> **Exercise details**
The reply must contain all of the records, unchanged.

(Extracted data entries)
——————————

//! Google Places nearby-search client.
//!
//! Uses the Places API "Nearby Search" endpoint with API-key authentication.
//! Users must have a Google Cloud project with the Places API enabled.
//!
//! # API Endpoint
//!
//! `https://maps.googleapis.com/maps/api/place/nearbysearch/json?location={lat},{lng}&radius={m}&type={category}&key={API_KEY}`
//!
//! The endpoint answers HTTP 200 even for rejected requests; the outcome is
//! carried in the JSON `status` field and interpreted by the aggregator.

use reqwest::Url;
use tracing::trace;

use crate::places::{AsyncHttpClient, PlaceQuery, PlacesClient, PlacesError, SearchResponse};
use crate::BoxFuture;

/// Default nearby-search endpoint.
pub const DEFAULT_NEARBY_SEARCH_ENDPOINT: &str =
    "https://maps.googleapis.com/maps/api/place/nearbysearch/json";

/// Google Places nearby-search client.
///
/// # Example
///
/// ```no_run
/// use petnearby::places::{AsyncReqwestClient, GooglePlacesClient};
///
/// let http = AsyncReqwestClient::new().unwrap();
/// let client = GooglePlacesClient::new(http);
/// // Hand the client to a PlaceAggregator...
/// ```
pub struct GooglePlacesClient<C: AsyncHttpClient> {
    http_client: C,
    endpoint: String,
}

impl<C: AsyncHttpClient> GooglePlacesClient<C> {
    /// Creates a client for the public endpoint.
    pub fn new(http_client: C) -> Self {
        Self::with_endpoint(http_client, DEFAULT_NEARBY_SEARCH_ENDPOINT)
    }

    /// Creates a client for a custom endpoint (proxies, test servers).
    pub fn with_endpoint(http_client: C, endpoint: impl Into<String>) -> Self {
        Self {
            http_client,
            endpoint: endpoint.into(),
        }
    }

    /// Builds the request URL for a query.
    fn build_url(&self, query: &PlaceQuery) -> Result<Url, PlacesError> {
        Url::parse_with_params(
            &self.endpoint,
            &[
                ("location", query.location.to_query_param()),
                ("radius", query.radius_meters.to_string()),
                ("type", query.category.clone()),
                ("key", query.api_key.expose().to_string()),
            ],
        )
        .map_err(|e| PlacesError::InvalidRequest(format!("{}: {}", self.endpoint, e)))
    }
}

impl<C: AsyncHttpClient> PlacesClient for GooglePlacesClient<C> {
    fn search<'a>(&'a self, query: &'a PlaceQuery) -> BoxFuture<'a, Result<SearchResponse, PlacesError>> {
        Box::pin(async move {
            let url = self.build_url(query)?;
            trace!(category = %query.category, "Dispatching nearby search");

            let body = self.http_client.get(url.as_str()).await?;
            let response: SearchResponse = serde_json::from_slice(&body)?;
            Ok(response)
        })
    }

    fn name(&self) -> &str {
        "Google Places"
    }
}
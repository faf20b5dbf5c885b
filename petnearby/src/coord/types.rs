//! Coordinate types

use std::fmt;

use serde::{Deserialize, Serialize};
use thiserror::Error;

/// Minimum valid latitude in degrees.
pub const MIN_LAT: f64 = -90.0;
/// Maximum valid latitude in degrees.
pub const MAX_LAT: f64 = 90.0;
/// Minimum valid longitude in degrees.
pub const MIN_LON: f64 = -180.0;
/// Maximum valid longitude in degrees.
pub const MAX_LON: f64 = 180.0;

/// Latitude span of a [`Region`] derived from a single coordinate.
pub const REGION_LATITUDE_DELTA: f64 = 0.0922;
/// Longitude span of a [`Region`] derived from a single coordinate.
pub const REGION_LONGITUDE_DELTA: f64 = 0.0421;

/// Errors that can occur when constructing coordinates.
#[derive(Debug, Clone, PartialEq, Error)]
pub enum CoordError {
    /// Latitude is outside [-90, 90] or not finite.
    #[error("Invalid latitude: {0} (must be between -90 and 90)")]
    InvalidLatitude(f64),
    /// Longitude is outside [-180, 180] or not finite.
    #[error("Invalid longitude: {0} (must be between -180 and 180)")]
    InvalidLongitude(f64),
}

/// A WGS84 geographic position reported by the location provider.
#[derive(Debug, Clone, Copy, PartialEq, Serialize, Deserialize)]
pub struct Coordinate {
    /// Latitude in degrees (positive = north)
    pub latitude: f64,
    /// Longitude in degrees (positive = east)
    pub longitude: f64,
}

impl Coordinate {
    /// Creates a validated coordinate.
    pub fn new(latitude: f64, longitude: f64) -> Result<Self, CoordError> {
        if !latitude.is_finite() || !(MIN_LAT..=MAX_LAT).contains(&latitude) {
            return Err(CoordError::InvalidLatitude(latitude));
        }
        if !longitude.is_finite() || !(MIN_LON..=MAX_LON).contains(&longitude) {
            return Err(CoordError::InvalidLongitude(longitude));
        }
        Ok(Self {
            latitude,
            longitude,
        })
    }

    /// Formats the coordinate as `lat,lng`, the form the places endpoint expects.
    pub fn to_query_param(&self) -> String {
        format!("{},{}", self.latitude, self.longitude)
    }
}

impl fmt::Display for Coordinate {
    fn fmt(&self, f: &mut fmt::Formatter<'_>) -> fmt::Result {
        write!(f, "({:.5}, {:.5})", self.latitude, self.longitude)
    }
}

/// Map camera extent centered on a coordinate.
#[derive(Debug, Clone, Copy, PartialEq, Serialize, Deserialize)]
pub struct Region {
    /// Center of the visible area
    pub center: Coordinate,
    /// Visible latitude span in degrees
    pub latitude_delta: f64,
    /// Visible longitude span in degrees
    pub longitude_delta: f64,
}

impl Region {
    /// Derives the standard "nearby" region for a coordinate.
    ///
    /// The deltas are fixed, so the same coordinate always yields the same
    /// region.
    pub fn around(center: Coordinate) -> Self {
        Self {
            center,
            latitude_delta: REGION_LATITUDE_DELTA,
            longitude_delta: REGION_LONGITUDE_DELTA,
        }
    }

    /// Returns true if the coordinate falls inside the visible extent.
    pub fn contains(&self, coord: &Coordinate) -> bool {
        let half_lat = self.latitude_delta / 2.0;
        let half_lon = self.longitude_delta / 2.0;
        (coord.latitude - self.center.latitude).abs() <= half_lat
            && (coord.longitude - self.center.longitude).abs() <= half_lon
    }
}

impl From<Coordinate> for Region {
    fn from(center: Coordinate) -> Self {
        Region::around(center)
    }
}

——————————

> **Response to this task**
//! Google Places nearby-search client.
//!
//! Uses the Places API "Nearby Search" endpoint with API-key authentication.
//! Users must have a Google Cloud project with the Places API enabled.
//!
//! # API Endpoint
//!
//! `https://maps.googleapis.com/maps/api/place/nearbysearch/json?location={lat},{lng}&radius={m}&type={category}&key={API_KEY}`
//!
//! The endpoint answers HTTP 200 even for rejected requests; the outcome is
//! carried in the JSON `status` field and interpreted by the aggregator.

use reqwest::Url;
use tracing::trace;

use crate::places::{AsyncHttpClient, PlaceQuery, PlacesClient, PlacesError, SearchResponse};
use crate::BoxFuture;

/// Default nearby-search endpoint.
pub const DEFAULT_NEARBY_SEARCH_ENDPOINT: &str =
    "https://maps.googleapis.com/maps/api/place/nearbysearch/json";

/// Google Places nearby-search client.
///
/// # Example
///
/// ```no_run
/// use petnearby::places::{AsyncReqwestClient, GooglePlacesClient};
///
/// let http = AsyncReqwestClient::new().unwrap();
/// let client = GooglePlacesClient::new(http);
/// // Hand the client to a PlaceAggregator...
/// ```
pub struct GooglePlacesClient<C: AsyncHttpClient> {
    http_client: C,
    endpoint: String,
}

impl<C: AsyncHttpClient> GooglePlacesClient<C> {
    /// Creates a client for the public endpoint.
    pub fn new(http_client: C) -> Self {
        Self::with_endpoint(http_client, DEFAULT_NEARBY_SEARCH_ENDPOINT)
    }

    /// Creates a client for a custom endpoint (proxies, test servers).
    pub fn with_endpoint(http_client: C, endpoint: impl Into<String>) -> Self {
        Self {
            http_client,
            endpoint: endpoint.into(),
        }
    }

    /// Builds the request URL for a query.
    fn build_url(&self, query: &PlaceQuery) -> Result<Url, PlacesError> {
        Url::parse_with_params(
            &self.endpoint,
            &[
                ("location", query.location.to_query_param()),
                ("radius", query.radius_meters.to_string()),
                ("type", query.category.clone()),
                ("key", query.api_key.expose().to_string()),
            ],
        )
        .map_err(|e| PlacesError::InvalidRequest(format!("{}: {}", self.endpoint, e)))
    }
}

impl<C: AsyncHttpClient> PlacesClient for GooglePlacesClient<C> {
    fn search<'a>(&'a self, query: &'a PlaceQuery) -> BoxFuture<'a, Result<SearchResponse, PlacesError>> {
        Box::pin(async move {
            let url = self.build_url(query)?;
            trace!(category = %query.category, "Dispatching nearby search");

            let body = self.http_client.get(url.as_str()).await?;
            let response: SearchResponse = serde_json::from_slice(&body)?;
            Ok(response)
        })
    }

    fn name(&self) -> &str {
        "Google Places"
    }
}
repository faf20b5dbf5c885b
filename petnearby/src/coord/types.rs
//! Coordinate types

use std::fmt;

use serde::{Deserialize, Serialize};
use thiserror::Error;

/// Minimum valid latitude in degrees.
pub const MIN_LAT: f64 = -90.0;
/// Maximum valid latitude in degrees.
pub const MAX_LAT: f64 = 90.0;
/// Minimum valid longitude in degrees.
pub const MIN_LON: f64 = -180.0;
/// Maximum valid longitude in degrees.
pub const MAX_LON: f64 = 180.0;

/// Latitude span of a [`Region`] derived from a single coordinate.
pub const REGION_LATITUDE_DELTA: f64 = 0.0922;
/// Longitude span of a [`Region`] derived from a single coordinate.
pub const REGION_LONGITUDE_DELTA: f64 = 0.0421;

/// Errors that can occur when constructing coordinates.
#[derive(Debug, Clone, PartialEq, Error)]
pub enum CoordError {
    /// Latitude is outside [-90, 90] or not finite.
    #[error("Invalid latitude: {0} (must be between -90 and 90)")]
    InvalidLatitude(f64),
    /// Longitude is outside [-180, 180] or not finite.
    #[error("Invalid longitude: {0} (must be between -180 and 180)")]
    InvalidLongitude(f64),
}

/// A WGS84 geographic position reported by the location provider.
#[derive(Debug, Clone, Copy, PartialEq, Serialize, Deserialize)]
pub struct Coordinate {
    /// Latitude in degrees (positive = north)
    pub latitude: f64,
    /// Longitude in degrees (positive = east)
    pub longitude: f64,
}

impl Coordinate {
    /// Creates a validated coordinate.
    pub fn new(latitude: f64, longitude: f64) -> Result<Self, CoordError> {
        if !latitude.is_finite() || !(MIN_LAT..=MAX_LAT).contains(&latitude) {
            return Err(CoordError::InvalidLatitude(latitude));
        }
        if !longitude.is_finite() || !(MIN_LON..=MAX_LON).contains(&longitude) {
            return Err(CoordError::InvalidLongitude(longitude));
        }
        Ok(Self {
            latitude,
            longitude,
        })
    }

    /// Formats the coordinate as `lat,lng`, the form the places endpoint expects.
    pub fn to_query_param(&self) -> String {
        format!("{},{}", self.latitude, self.longitude)
    }
}

impl fmt::Display for Coordinate {
    fn fmt(&self, f: &mut fmt::Formatter<'_>) -> fmt::Result {
        write!(f, "({:.5}, {:.5})", self.latitude, self.longitude)
    }
}

/// Map camera extent centered on a coordinate.
#[derive(Debug, Clone, Copy, PartialEq, Serialize, Deserialize)]
pub struct Region {
    /// Center of the visible area
    pub center: Coordinate,
    /// Visible latitude span in degrees
    pub latitude_delta: f64,
    /// Visible longitude span in degrees
    pub longitude_delta: f64,
}

impl Region {
    /// Derives the standard "nearby" region for a coordinate.
    ///
    /// The deltas are fixed, so the same coordinate always yields the same
    /// region.
    pub fn around(center: Coordinate) -> Self {
        Self {
            center,
            latitude_delta: REGION_LATITUDE_DELTA,
            longitude_delta: REGION_LONGITUDE_DELTA,
        }
    }

    /// Returns true if the coordinate falls inside the visible extent.
    pub fn contains(&self, coord: &Coordinate) -> bool {
        let half_lat = self.latitude_delta / 2.0;
        let half_lon = self.longitude_delta / 2.0;
        (coord.latitude - self.center.latitude).abs() <= half_lat
            && (coord.longitude - self.center.longitude).abs() <= half_lon
    }
}

impl From<Coordinate> for Region {
    fn from(center: Coordinate) -> Self {
        Region::around(center)
    }
}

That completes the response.